Bob Dylan’s “Like a Rolling Stone” makes a memorable appearance in John Rosman’s debut feature, New Life, which made its world premiere at Fantasia. Opening on a shot of a bloodied woman (Hayley Erin) suspiciously wandering into a suburban home to retrieve an engagement ring before fleeing as soon as gun-wielding law enforcement arrive on the scene, the first half of Rosman’s film deliberately withholds crucial narrative clues. Is this woman, Jessica, on the run? If so, from whom? Is she wanted for a crime? If so, for what? Once we’re informed that a group of federal agents are attempting to track Jessica down before she crosses the border into Canada—taking place in the Pacific Northwest and shot across Oregon, the film is filled with beautiful landscapes, endless forests, and very frigid weather—we at least know that we’re watching a “race against the clock” movie, although whether we should be rooting for the lead to get caught or for her to outrun her pursuers is initially and deliberately left unclear.

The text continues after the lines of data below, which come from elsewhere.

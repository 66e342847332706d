//! String matchers.
//!
//! Both matchers share the same blank-expectation rules: an unset or empty
//! expectation matches anything (including an absent value), and an absent
//! value fails any other expectation. Negation is applied last.

use super::not::apply_not;
use crate::model::NottableString;
use regex::{Regex, RegexBuilder};
use std::sync::Arc;
use tracing::warn;

/// Exact string equality.
#[derive(Debug, Clone)]
pub struct ExactStringMatcher {
    expected: NottableString,
    ignore_case: bool,
}

impl ExactStringMatcher {
    pub fn new(expected: impl Into<NottableString>) -> Self {
        Self {
            expected: expected.into(),
            ignore_case: false,
        }
    }

    pub fn ignoring_case(mut self) -> Self {
        self.ignore_case = true;
        self
    }

    pub fn matches(&self, actual: Option<&str>) -> bool {
        let raw = self.expected.is_blank()
            || match (self.expected.value(), actual) {
                (Some(expected), Some(actual)) if self.ignore_case => {
                    expected.eq_ignore_ascii_case(actual)
                }
                (Some(expected), Some(actual)) => expected == actual,
                _ => false,
            };
        apply_not(raw, self.expected.is_not())
    }
}

/// Whole-value regex match.
///
/// The pattern must match the entire value. A value equal to the pattern
/// text always matches, so literal expectations need no escaping. A pattern
/// that does not compile degrades to that literal comparison.
#[derive(Debug, Clone)]
pub struct RegexStringMatcher {
    expected: NottableString,
    regex: Option<Arc<Regex>>,
    ignore_case: bool,
}

impl RegexStringMatcher {
    pub fn new(expected: impl Into<NottableString>) -> Self {
        Self::compile(expected.into(), false)
    }

    pub fn case_insensitive(expected: impl Into<NottableString>) -> Self {
        Self::compile(expected.into(), true)
    }

    fn compile(expected: NottableString, ignore_case: bool) -> Self {
        let regex = match expected.value() {
            Some(pattern) if !pattern.is_empty() => {
                match RegexBuilder::new(&format!("^(?:{pattern})$"))
                    .case_insensitive(ignore_case)
                    .build()
                {
                    Ok(regex) => Some(Arc::new(regex)),
                    Err(e) => {
                        warn!(
                            "Invalid regex pattern '{}', matching it as a literal string: {}",
                            pattern, e
                        );
                        None
                    }
                }
            }
            _ => None,
        };
        Self {
            expected,
            regex,
            ignore_case,
        }
    }

    pub fn matches(&self, actual: Option<&str>) -> bool {
        let raw = self.expected.is_blank()
            || match (self.expected.value(), actual) {
                (Some(expected), Some(actual)) => {
                    let literal = if self.ignore_case {
                        expected.eq_ignore_ascii_case(actual)
                    } else {
                        expected == actual
                    };
                    literal || self.regex.as_ref().is_some_and(|regex| regex.is_match(actual))
                }
                _ => false,
            };
        apply_not(raw, self.expected.is_not())
    }

    pub fn is_not(&self) -> bool {
        self.expected.is_not()
    }
}

#[cfg(test)]
mod tests {
    use super::*;
    use tracing_test::traced_test;

    fn exact(value: Option<&str>) -> ExactStringMatcher {
        ExactStringMatcher::new(NottableString::from(value.map(str::to_string)))
    }

    #[test]
    fn test_exact_matches_same_value() {
        assert!(ExactStringMatcher::new("some_value").matches(Some("some_value")));
        assert!(!ExactStringMatcher::new("some_value").matches(Some("other")));
        assert!(
            !ExactStringMatcher::new(NottableString::not("some_value")).matches(Some("some_value"))
        );
        assert!(ExactStringMatcher::new(NottableString::not("some_value")).matches(Some("other")));
    }

    #[test]
    fn test_exact_blank_expectation_matches_anything() {
        for expectation in [None, Some("")] {
            assert!(exact(expectation).matches(Some("some_value")));
            assert!(exact(expectation).matches(None));
        }
    }

    #[test]
    fn test_exact_negated_blank_expectation_matches_nothing() {
        let negated = ExactStringMatcher::new(NottableString::not(""));
        assert!(!negated.matches(Some("some_value")));
        assert!(!negated.matches(None));
    }

    #[test]
    fn test_exact_absent_actual() {
        assert!(!ExactStringMatcher::new("some_value").matches(None));
        assert!(ExactStringMatcher::new(NottableString::not("some_value")).matches(None));
        assert!(!ExactStringMatcher::new("some_value").matches(Some("")));
        assert!(ExactStringMatcher::new(NottableString::not("some_value")).matches(Some("")));
    }

    #[test]
    fn test_exact_negation_is_complement() {
        let expectations = ["a", "", "some_value"];
        let actuals = [None, Some(""), Some("a"), Some("some_value")];
        for expectation in expectations {
            for actual in actuals {
                let plain = NottableString::string(expectation);
                assert_eq!(
                    ExactStringMatcher::new(plain.clone()).matches(actual),
                    !ExactStringMatcher::new(plain.negate()).matches(actual),
                    "{expectation:?} vs {actual:?}"
                );
            }
        }
    }

    #[test]
    fn test_exact_ignoring_case() {
        assert!(ExactStringMatcher::new("Host").ignoring_case().matches(Some("HOST")));
    }

    #[test]
    fn test_regex_whole_value() {
        let matcher = RegexStringMatcher::new("/api/.*");
        assert!(matcher.matches(Some("/api/users")));
        assert!(!matcher.matches(Some("/v1/api/users")));
        assert!(!matcher.matches(None));
    }

    #[test]
    fn test_regex_literal_value_always_matches() {
        assert!(RegexStringMatcher::new("/a+b").matches(Some("/a+b")));
    }

    #[test]
    fn test_regex_negated() {
        let matcher = RegexStringMatcher::new(NottableString::not("GET|HEAD"));
        assert!(!matcher.matches(Some("GET")));
        assert!(matcher.matches(Some("POST")));
        assert!(matcher.is_not());
    }

    #[test]
    fn test_regex_case_insensitive() {
        let matcher = RegexStringMatcher::case_insensitive("content-.*");
        assert!(matcher.matches(Some("Content-Type")));
    }

    #[test]
    #[traced_test]
    fn test_invalid_regex_falls_back_to_literal() {
        let matcher = RegexStringMatcher::new("a(b");
        assert!(matcher.matches(Some("a(b")));
        assert!(!matcher.matches(Some("ab")));
        assert!(logs_contain("Invalid regex pattern 'a(b'"));
    }
}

What I most appreciated about New Life was the sly way in which Rosman plays with familiar tropes and viewer expectations. Upon encountering Jessica, several characters, all reasonably well-meaning and generous with their resources, suspect what we all suspect—that she’s been the victim of domestic abuse and is attempting to get as far away as possible. However, through a series of fragmented flashbacks, we begin to understand that that isn’t quite the case. I also admired Rosman’s worthwhile choice to provide equal screen time and backstory to another female character, Elsa (Sonya Walger), the special agent assigned to hunt Jessica down. As if scouring the state for a fugitive wasn’t burdensome enough, the family-less Elsa is suffering from a debilitating case of ALS, her bodily functions shutting down at an alarming rate. What could have been just an oddly specific attempt to boost a shallow screenplay’s heft, bringing in the “horrors of everyday life” to balance out the film’s more genre-y attributes, turns out to provide the film with a surprisingly well-earned gutpunch of realism. Its inclusion feels incredibly lived in and personal and, as that Bob Dylan song which plays several times throughout the duration of the film, reminds us how it feels to be without a home like a complete unknown.